Extracted information:
# # #

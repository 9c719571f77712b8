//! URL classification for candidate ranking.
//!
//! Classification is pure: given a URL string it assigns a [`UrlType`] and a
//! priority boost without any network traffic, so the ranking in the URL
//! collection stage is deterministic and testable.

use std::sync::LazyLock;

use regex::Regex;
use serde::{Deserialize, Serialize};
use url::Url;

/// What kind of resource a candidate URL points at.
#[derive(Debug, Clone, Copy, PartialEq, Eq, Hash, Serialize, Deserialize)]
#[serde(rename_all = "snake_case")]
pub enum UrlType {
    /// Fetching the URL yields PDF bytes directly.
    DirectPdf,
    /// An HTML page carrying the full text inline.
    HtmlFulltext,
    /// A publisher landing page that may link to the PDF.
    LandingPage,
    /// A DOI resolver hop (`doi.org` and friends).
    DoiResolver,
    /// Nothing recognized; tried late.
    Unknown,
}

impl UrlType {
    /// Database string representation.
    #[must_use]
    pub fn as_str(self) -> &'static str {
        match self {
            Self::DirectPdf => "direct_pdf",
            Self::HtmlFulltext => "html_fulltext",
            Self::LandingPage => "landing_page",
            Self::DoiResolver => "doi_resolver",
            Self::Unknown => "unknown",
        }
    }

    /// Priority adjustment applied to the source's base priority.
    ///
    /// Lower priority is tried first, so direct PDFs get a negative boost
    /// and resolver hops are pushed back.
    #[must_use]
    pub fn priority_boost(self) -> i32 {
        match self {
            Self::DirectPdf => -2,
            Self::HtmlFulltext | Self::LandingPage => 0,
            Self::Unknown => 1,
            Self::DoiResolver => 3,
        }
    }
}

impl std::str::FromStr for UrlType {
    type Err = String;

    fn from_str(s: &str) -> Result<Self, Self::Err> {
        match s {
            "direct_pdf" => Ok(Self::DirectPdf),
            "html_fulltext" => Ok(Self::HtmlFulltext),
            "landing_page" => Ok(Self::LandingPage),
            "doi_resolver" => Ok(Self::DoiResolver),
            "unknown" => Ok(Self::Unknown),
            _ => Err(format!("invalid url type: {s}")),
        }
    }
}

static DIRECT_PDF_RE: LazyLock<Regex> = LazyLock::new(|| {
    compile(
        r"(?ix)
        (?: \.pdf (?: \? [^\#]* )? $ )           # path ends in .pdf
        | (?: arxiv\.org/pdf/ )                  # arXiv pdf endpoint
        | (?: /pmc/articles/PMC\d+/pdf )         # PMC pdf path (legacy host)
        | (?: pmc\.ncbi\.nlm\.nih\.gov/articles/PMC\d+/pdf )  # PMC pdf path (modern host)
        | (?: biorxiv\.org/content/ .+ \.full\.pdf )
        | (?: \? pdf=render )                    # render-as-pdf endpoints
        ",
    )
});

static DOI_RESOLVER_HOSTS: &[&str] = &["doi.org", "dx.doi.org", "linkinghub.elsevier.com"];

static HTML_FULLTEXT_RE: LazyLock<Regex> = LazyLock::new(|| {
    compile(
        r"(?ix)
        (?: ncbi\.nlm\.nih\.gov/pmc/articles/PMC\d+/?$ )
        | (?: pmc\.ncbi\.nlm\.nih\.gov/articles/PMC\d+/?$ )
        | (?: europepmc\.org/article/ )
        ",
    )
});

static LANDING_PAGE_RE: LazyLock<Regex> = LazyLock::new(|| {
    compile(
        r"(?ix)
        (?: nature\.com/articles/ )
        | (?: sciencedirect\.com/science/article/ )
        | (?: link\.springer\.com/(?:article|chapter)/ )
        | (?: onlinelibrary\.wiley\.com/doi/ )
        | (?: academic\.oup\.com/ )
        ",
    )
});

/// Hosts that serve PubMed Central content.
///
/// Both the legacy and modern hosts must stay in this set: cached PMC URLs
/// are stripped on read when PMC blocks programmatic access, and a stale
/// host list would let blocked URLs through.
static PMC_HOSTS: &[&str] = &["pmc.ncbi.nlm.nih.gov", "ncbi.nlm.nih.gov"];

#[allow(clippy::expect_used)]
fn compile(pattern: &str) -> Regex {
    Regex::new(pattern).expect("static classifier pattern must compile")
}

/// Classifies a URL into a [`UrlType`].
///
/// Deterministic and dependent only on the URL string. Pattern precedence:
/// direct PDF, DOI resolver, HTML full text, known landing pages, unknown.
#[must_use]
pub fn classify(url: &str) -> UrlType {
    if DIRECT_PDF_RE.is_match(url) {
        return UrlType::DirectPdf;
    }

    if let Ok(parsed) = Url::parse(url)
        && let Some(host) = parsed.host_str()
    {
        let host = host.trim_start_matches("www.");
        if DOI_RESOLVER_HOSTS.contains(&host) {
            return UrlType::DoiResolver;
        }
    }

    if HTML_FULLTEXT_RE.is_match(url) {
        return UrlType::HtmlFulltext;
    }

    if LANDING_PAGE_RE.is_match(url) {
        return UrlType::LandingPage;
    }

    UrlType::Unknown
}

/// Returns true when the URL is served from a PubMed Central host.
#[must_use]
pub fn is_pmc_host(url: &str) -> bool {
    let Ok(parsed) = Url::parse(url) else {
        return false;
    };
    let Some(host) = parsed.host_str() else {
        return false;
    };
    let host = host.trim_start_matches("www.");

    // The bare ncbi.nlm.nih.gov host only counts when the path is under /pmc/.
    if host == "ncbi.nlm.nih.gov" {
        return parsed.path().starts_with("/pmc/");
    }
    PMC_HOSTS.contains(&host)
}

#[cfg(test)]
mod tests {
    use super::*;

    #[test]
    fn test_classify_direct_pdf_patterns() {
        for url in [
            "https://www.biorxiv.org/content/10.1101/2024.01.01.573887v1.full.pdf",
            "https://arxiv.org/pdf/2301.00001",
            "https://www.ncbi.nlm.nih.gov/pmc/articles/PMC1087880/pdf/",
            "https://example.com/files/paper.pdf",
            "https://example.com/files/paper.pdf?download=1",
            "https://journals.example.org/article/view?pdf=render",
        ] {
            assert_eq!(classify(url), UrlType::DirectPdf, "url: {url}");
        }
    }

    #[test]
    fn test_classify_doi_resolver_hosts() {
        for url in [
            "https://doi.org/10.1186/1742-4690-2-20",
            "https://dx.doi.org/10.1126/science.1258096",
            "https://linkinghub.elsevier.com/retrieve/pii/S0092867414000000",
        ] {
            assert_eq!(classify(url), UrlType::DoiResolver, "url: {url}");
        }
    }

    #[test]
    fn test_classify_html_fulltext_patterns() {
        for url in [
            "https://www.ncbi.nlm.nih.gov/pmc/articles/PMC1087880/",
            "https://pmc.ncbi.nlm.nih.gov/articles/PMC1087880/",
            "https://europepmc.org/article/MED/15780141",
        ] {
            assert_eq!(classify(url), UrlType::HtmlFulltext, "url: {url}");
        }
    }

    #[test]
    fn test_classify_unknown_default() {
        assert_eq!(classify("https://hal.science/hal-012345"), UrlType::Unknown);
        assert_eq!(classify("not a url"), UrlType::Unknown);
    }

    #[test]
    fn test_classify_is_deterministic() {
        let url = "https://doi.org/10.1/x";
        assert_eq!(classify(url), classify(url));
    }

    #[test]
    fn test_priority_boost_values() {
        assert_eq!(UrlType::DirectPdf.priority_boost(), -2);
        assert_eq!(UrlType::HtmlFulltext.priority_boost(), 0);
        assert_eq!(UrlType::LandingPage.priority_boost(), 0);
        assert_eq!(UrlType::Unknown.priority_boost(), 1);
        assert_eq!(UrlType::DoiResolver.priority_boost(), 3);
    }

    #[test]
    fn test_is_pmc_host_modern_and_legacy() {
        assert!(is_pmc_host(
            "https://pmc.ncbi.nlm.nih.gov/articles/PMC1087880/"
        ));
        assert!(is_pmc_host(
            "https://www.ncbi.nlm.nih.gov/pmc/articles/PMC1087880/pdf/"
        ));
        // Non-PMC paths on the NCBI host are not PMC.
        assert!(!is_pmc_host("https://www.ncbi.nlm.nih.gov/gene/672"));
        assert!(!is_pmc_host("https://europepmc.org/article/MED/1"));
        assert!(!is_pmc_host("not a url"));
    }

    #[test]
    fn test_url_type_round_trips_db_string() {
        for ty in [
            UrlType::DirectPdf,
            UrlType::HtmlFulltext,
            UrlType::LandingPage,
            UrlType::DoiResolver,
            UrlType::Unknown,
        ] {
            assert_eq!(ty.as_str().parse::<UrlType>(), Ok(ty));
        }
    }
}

# # #

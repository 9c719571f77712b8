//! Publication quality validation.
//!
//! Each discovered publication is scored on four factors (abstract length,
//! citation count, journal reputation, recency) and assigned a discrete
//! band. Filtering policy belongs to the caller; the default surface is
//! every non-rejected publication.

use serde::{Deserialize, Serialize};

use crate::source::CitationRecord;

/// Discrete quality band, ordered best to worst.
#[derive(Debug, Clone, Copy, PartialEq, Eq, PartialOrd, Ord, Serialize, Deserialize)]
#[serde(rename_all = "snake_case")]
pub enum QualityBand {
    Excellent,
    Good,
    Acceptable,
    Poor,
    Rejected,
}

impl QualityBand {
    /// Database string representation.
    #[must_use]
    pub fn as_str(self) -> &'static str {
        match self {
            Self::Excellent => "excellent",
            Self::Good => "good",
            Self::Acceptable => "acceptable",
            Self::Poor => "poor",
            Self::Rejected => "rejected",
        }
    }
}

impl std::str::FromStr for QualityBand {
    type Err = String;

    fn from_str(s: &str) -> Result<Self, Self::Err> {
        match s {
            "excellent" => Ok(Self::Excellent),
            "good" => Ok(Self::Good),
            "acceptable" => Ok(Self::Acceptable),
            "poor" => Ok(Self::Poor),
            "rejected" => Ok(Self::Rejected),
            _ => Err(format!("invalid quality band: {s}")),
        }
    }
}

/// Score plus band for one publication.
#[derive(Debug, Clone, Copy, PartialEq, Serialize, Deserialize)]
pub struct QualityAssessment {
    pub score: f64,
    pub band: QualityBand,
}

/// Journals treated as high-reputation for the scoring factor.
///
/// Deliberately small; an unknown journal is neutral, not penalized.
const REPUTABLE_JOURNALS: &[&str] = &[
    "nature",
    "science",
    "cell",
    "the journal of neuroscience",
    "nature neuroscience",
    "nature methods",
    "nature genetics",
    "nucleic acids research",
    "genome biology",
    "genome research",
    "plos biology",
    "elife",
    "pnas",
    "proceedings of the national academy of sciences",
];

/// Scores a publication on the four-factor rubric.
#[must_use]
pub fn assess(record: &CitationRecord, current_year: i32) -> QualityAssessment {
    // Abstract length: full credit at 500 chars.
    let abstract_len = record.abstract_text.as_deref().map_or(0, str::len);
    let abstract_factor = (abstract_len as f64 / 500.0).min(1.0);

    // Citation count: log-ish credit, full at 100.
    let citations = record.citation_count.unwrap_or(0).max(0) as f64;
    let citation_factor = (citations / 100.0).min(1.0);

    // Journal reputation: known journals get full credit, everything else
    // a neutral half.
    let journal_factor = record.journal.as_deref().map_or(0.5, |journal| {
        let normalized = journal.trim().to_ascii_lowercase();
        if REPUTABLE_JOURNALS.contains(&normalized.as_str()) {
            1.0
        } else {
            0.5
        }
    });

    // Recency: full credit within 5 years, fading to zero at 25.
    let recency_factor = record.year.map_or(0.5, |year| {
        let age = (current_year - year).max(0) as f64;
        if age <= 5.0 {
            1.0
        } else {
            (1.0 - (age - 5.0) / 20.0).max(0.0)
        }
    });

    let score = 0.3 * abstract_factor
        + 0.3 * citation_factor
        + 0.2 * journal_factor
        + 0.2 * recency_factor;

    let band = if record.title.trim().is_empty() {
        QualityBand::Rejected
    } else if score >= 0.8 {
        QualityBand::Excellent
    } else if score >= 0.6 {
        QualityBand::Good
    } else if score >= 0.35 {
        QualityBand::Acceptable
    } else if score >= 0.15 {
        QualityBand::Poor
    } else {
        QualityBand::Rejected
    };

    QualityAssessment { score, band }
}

# # #

Required work: Each line of the listing above that contains the word "ranking" counts once; please give the total and nothing more.

Written response: 2